Sometimes biting one's tongue is an act of love and other
times it's an act of passive aggression.
I don’t deal well in the passive aggressive world. Some would describe me as
aggressive-aggressive, meaning I don’t use passive power-plays to try and
manipulate other people. If I want
something or if I disagree with something, I’ll tell you straight out. Maybe I’m just psychologically lazy in that I
don’t have the time or energy to think through how to silently manipulate my
environment. Maybe passive aggressive
people are gifted in a way… if so, it’s a gift I lack and I’m not going to try
to develop the skill.
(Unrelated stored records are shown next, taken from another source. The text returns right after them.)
impl<'a> ParseContext<'a> {
    /// Creates a context over a built line tree.
    #[must_use]
    pub fn new(tree: &'a LineTree) -> ParseContext<'a> {
        ParseContext {
            tree,
            document: GedcomDocument::default(),
            declared: HashSet::new(),
            version: None,
            submission_declared: false,
        }
    }

    /// Borrows a node. The reference outlives the context borrow, so node
    /// data stays readable while the context is being mutated.
    #[must_use]
    pub fn node(&self, id: NodeId) -> &'a LineNode {
        self.tree.node(id)
    }

    /// The children of a node, in source order.
    #[must_use]
    pub fn children(&self, id: NodeId) -> &'a [NodeId] {
        self.tree.children(id)
    }

    /// The value of a node, if any.
    #[must_use]
    pub fn value(&self, id: NodeId) -> Option<&'a str> {
        self.tree.node(id).value.as_deref()
    }

    /// The value of a node when it has the shape of a cross-reference.
    #[must_use]
    pub fn pointer_value(&self, id: NodeId) -> Option<&'a str> {
        self.value(id).filter(|v| is_xref(v))
    }

    /// Records a semantic error. Parsing continues.
    pub fn error(&mut self, message: String) {
        self.document.errors.push(message);
    }

    /// Records a conformance warning. Data is still loaded.
    pub fn warning(&mut self, message: String) {
        self.document.warnings.push(message);
    }

    /// Reports an unrecognized tag, with the chain of enclosing tags.
    pub fn unknown_tag(&mut self, id: NodeId) {
        let node = self.node(id);
        let chain = node
            .parent
            .map(|p| self.tree.tag_chain(p))
            .unwrap_or_default();
        if chain.is_empty() {
            self.error(format!("line {}: unrecognized tag {}", node.line, node.tag));
        } else {
            self.error(format!(
                "line {}: unrecognized tag {} under {chain}",
                node.line, node.tag
            ));
        }
    }

    /// True when the file declared GEDCOM 5.5. When no version has been
    /// declared, 5.5.1 is assumed and one warning is recorded.
    pub fn g55(&mut self) -> bool {
        match self.version {
            Some(version) => version == DeclaredVersion::V55,
            None => {
                self.warning("no GEDCOM version declared; assuming 5.5.1".to_string());
                self.version = Some(DeclaredVersion::V551);
                false
            }
        }
    }

    /// Warns when a 5.5.1-only construct appears in a file declaring 5.5.
    pub fn warn_new_feature(&mut self, line: u32, what: &str) {
        if self.g55() {
            self.warning(format!(
                "line {line}: {what} is a GEDCOM 5.5.1 feature in a file declaring 5.5"
            ));
        }
    }

    /// Warns when a 5.5-only construct appears in a file declaring 5.5.1.
    pub fn warn_legacy_feature(&mut self, line: u32, what: &str) {
        if !self.g55() {
            self.warning(format!(
                "line {line}: {what} is a GEDCOM 5.5-only structure in a file declaring 5.5.1"
            ));
        }
    }

    /// Takes a scalar line value. Children other than user-defined tags are
    /// reported as unknown.
    pub fn take_line_value(
        &mut self,
        node: NodeId,
        custom: &mut Vec<Box<UserDefinedTag>>,
    ) -> String {
        for &child in self.children(node) {
            if self.node(child).tag.starts_with('_') {
                custom.push(Box::new(UserDefinedTag::new(self, child)));
            } else {
                self.unknown_tag(child);
            }
        }
        self.node(node).value.clone().unwrap_or_default()
    }

    /// Takes a multi-line text value as ordered lines, applying the CONT and
    /// CONC continuation rules to the node's children.
    pub fn take_text_lines(
        &mut self,
        node: NodeId,
        custom: &mut Vec<Box<UserDefinedTag>>,
    ) -> Vec<String> {
        let mut lines = Vec::new();
        if let Some(value) = self.node(node).value.clone() {
            lines.push(value);
        }
        for &child in self.children(node) {
            let tag: &str = &self.node(child).tag;
            match tag {
                "CONT" => append_cont(&mut lines, self.value(child)),
                "CONC" => append_conc(&mut lines, self.value(child)),
                _ if tag.starts_with('_') => {
                    custom.push(Box::new(UserDefinedTag::new(self, child)));
                }
                _ => self.unknown_tag(child),
            }
        }
        lines
    }

    /// Takes a multi-line text value as one string with newline separators.
    pub fn take_continued_text(
        &mut self,
        node: NodeId,
        custom: &mut Vec<Box<UserDefinedTag>>,
    ) -> String {
        self.take_text_lines(node, custom).join("\n")
    }

    /// Resolves an individual reference, creating a placeholder on first use.
    pub fn individual_ref(&mut self, xref: &str) -> Xref {
        get_or_create(&mut self.document.individuals, xref);
        xref.to_string()
    }

    /// Resolves a family reference, creating a placeholder on first use.
    pub fn family_ref(&mut self, xref: &str) -> Xref {
        get_or_create(&mut self.document.families, xref);
        xref.to_string()
    }

    /// Resolves a source reference, creating a placeholder on first use.
    pub fn source_ref(&mut self, xref: &str) -> Xref {
        get_or_create(&mut self.document.sources, xref);
        xref.to_string()
    }

    /// Resolves a repository reference, creating a placeholder on first use.
    pub fn repository_ref(&mut self, xref: &str) -> Xref {
        get_or_create(&mut self.document.repositories, xref);
        xref.to_string()
    }

    /// Resolves a note record reference, creating a placeholder on first use.
    pub fn note_ref(&mut self, xref: &str) -> Xref {
        get_or_create(&mut self.document.notes, xref);
        xref.to_string()
    }

    /// Resolves a multimedia reference, creating a placeholder on first use.
    pub fn multimedia_ref(&mut self, xref: &str) -> Xref {
        get_or_create(&mut self.document.multimedia, xref);
        xref.to_string()
    }

    /// Resolves a submitter reference, creating a placeholder on first use.
    pub fn submitter_ref(&mut self, xref: &str) -> Xref {
        get_or_create(&mut self.document.submitters, xref);
        xref.to_string()
    }

    /// Resolves the submission reference, creating a placeholder on first use.
    pub fn submission_ref(&mut self, xref: &str) -> Xref {
        if self.document.submission.is_none() {
            self.document.submission = Some(Submission::with_xref(xref));
        }
        xref.to_string()
    }

    /// Walks the top-level records of the tree into the document.
    pub fn parse_document(&mut self) {
        let root = self.tree.root();
        for &child in self.children(root) {
            let node = self.node(child);
            let tag: &str = &node.tag;
            let xref = node.xref_id.clone();
            match tag {
                "HEAD" => {
                    if self.document.header.is_some() {
                        self.error(format!("line {}: duplicate HEAD record", node.line));
                        continue;
                    }
                    if !self.document.is_empty() {
                        self.error(format!(
                            "line {}: HEAD record is not the first record",
                            node.line
                        ));
                    }
                    self.prescan_version(child);
                    let header = Header::new(self, child);
                    self.document.header = Some(header);
                }
                "INDI" => match xref {
                    Some(xref) => {
                        self.declared.insert(xref.clone());
                        let record = Individual::new(self, child, xref.clone());
                        self.document.individuals.insert(xref, record);
                    }
                    None => self.missing_xref(child),
                },
                "FAM" => match xref {
                    Some(xref) => {
                        self.declared.insert(xref.clone());
                        let record = Family::new(self, child, xref.clone());
                        self.document.families.insert(xref, record);
                    }
                    None => self.missing_xref(child),
                },
                "SOUR" => match xref {
                    Some(xref) => {
                        self.declared.insert(xref.clone());
                        let record = Source::new(self, child, xref.clone());
                        self.document.sources.insert(xref, record);
                    }
                    None => self.missing_xref(child),
                },
                "REPO" => match xref {
                    Some(xref) => {
                        self.declared.insert(xref.clone());
                        let record = Repository::new(self, child, xref.clone());
                        self.document.repositories.insert(xref, record);
                    }
                    None => self.missing_xref(child),
                },
                "NOTE" => match xref {
                    Some(xref) => {
                        self.declared.insert(xref.clone());
                        let record = Note::new(self, child, Some(xref.clone()));
                        self.document.notes.insert(xref, record);
                    }
                    None => self.missing_xref(child),
                },
                "OBJE" => match xref {
                    Some(xref) => {
                        self.declared.insert(xref.clone());
                        let record = Multimedia::new(self, child, Some(xref.clone()), false);
                        self.document.multimedia.insert(xref, record);
                    }
                    None => self.missing_xref(child),
                },
                "SUBM" => match xref {
                    Some(xref) => {
                        self.declared.insert(xref.clone());
                        let record = Submitter::new(self, child, xref.clone());
                        self.document.submitters.insert(xref, record);
                    }
                    None => self.missing_xref(child),
                },
                "SUBN" => {
                    if self.submission_declared {
                        self.error(format!("line {}: duplicate SUBN record", node.line));
                        continue;
                    }
                    self.submission_declared = true;
                    if let Some(xref) = &xref {
                        self.declared.insert(xref.clone());
                    }
                    let record = Submission::new(self, child, xref);
                    self.document.submission = Some(record);
                }
                "TRLR" => {
                    self.document.trailer = true;
                }
                _ if tag.starts_with('_') => {
                    let custom = UserDefinedTag::new(self, child);
                    self.document.custom_data.push(Box::new(custom));
                }
                _ => {
                    self.error(format!(
                        "line {}: unrecognized top-level tag {tag}",
                        node.line
                    ));
                }
            }
        }
    }

    /// Consumes the context and runs the post-pass checks: missing header or
    /// trailer and cross-references that were used but never declared.
    #[must_use]
    pub fn finish(mut self) -> GedcomDocument {
        if self.document.header.is_none() {
            self.error("file has no HEAD record".to_string());
        }
        if !self.document.trailer {
            self.warning("file has no TRLR record".to_string());
        }

        let mut dangling: Vec<Xref> = Vec::new();
        collect_dangling(&self.document.individuals, &self.declared, &mut dangling);
        collect_dangling(&self.document.families, &self.declared, &mut dangling);
        collect_dangling(&self.document.sources, &self.declared, &mut dangling);
        collect_dangling(&self.document.repositories, &self.declared, &mut dangling);
        collect_dangling(&self.document.notes, &self.declared, &mut dangling);
        collect_dangling(&self.document.multimedia, &self.declared, &mut dangling);
        collect_dangling(&self.document.submitters, &self.declared, &mut dangling);
        if let Some(xref) = self
            .document
            .submission
            .as_ref()
            .and_then(|s| s.xref.clone())
        {
            if !self.declared.contains(&xref) {
                dangling.push(xref);
            }
        }
        dangling.sort();
        for xref in dangling {
            self.error(format!(
                "cross-reference {xref} is referenced but never declared"
            ));
        }

        self.document
    }

    fn missing_xref(&mut self, id: NodeId) {
        let node = self.node(id);
        self.error(format!(
            "line {}: {} record has no cross-reference identifier",
            node.line, node.tag
        ));
    }

    /// Resolves the declared version before the header's children are
    /// walked, so version-gated constructs inside the header itself (such as
    /// a multi-line copyright) are judged correctly regardless of tag order.
    fn prescan_version(&mut self, head: NodeId) {
        for &child in self.children(head) {
            if self.node(child).tag == "GEDC" {
                for &grandchild in self.children(child) {
                    let node = self.node(grandchild);
                    if node.tag == "VERS" {
                        match node.value.as_deref().map(str::trim) {
                            Some("5.5") => self.version = Some(DeclaredVersion::V55),
                            Some("5.5.1") => self.version = Some(DeclaredVersion::V551),
                            other => {
                                self.error(format!(
                                    "line {}: invalid GEDCOM version: {}",
                                    node.line,
                                    other.unwrap_or("")
                                ));
                                self.version = Some(DeclaredVersion::V551);
                            }
                        }
                    }
                }
            }
        }
    }
}
//! Pumps bytes between a paired client and host-link socket.

use tokio::io::{self, AsyncWriteExt};
use tokio::net::TcpStream;

/// Race both copy directions and cancel whichever is still running the
/// moment the other exits, then close both sockets. Unlike
/// `copy_bidirectional` (which lets each direction run to its own EOF), the
/// first direction to finish tears down the whole bridge.
pub async fn run(mut client: TcpStream, mut host_link: TcpStream) {
    let (mut client_read, mut client_write) = client.split();
    let (mut host_read, mut host_write) = host_link.split();

    let client_to_host = io::copy(&mut client_read, &mut host_write);
    let host_to_client = io::copy(&mut host_read, &mut client_write);

    tokio::select! {
        res = client_to_host => {
            tracing::debug!(?res, "tcp relay bridge closed, client to host_link direction finished first");
        }
        res = host_to_client => {
            tracing::debug!(?res, "tcp relay bridge closed, host_link to client direction finished first");
        }
    }

    let _ = client.shutdown().await;
    let _ = host_link.shutdown().await;
}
I roll more like the mafia characters in my books...straight forward...up front...in your face...badda big, badda boom.
For the most part, I find passive aggressive behavior hurtful. I’ve never witnessed someone acting in a
passive- aggressive manner for the betterment and well-being of others. It has always been a selfish, power-play; one
that has ultimately led to deeper wounds.
Some might say that being aggressive-aggressive is hurtful
because it can result in arguments; but I disagree. I would much rather have someone talk to me
about their concerns or even holler their objections than try to quietly manipulate
me. I think to address something head-on
shows a certain level of respect for the other person; to value them enough to
treat them as if they are indeed worth your time and discussion.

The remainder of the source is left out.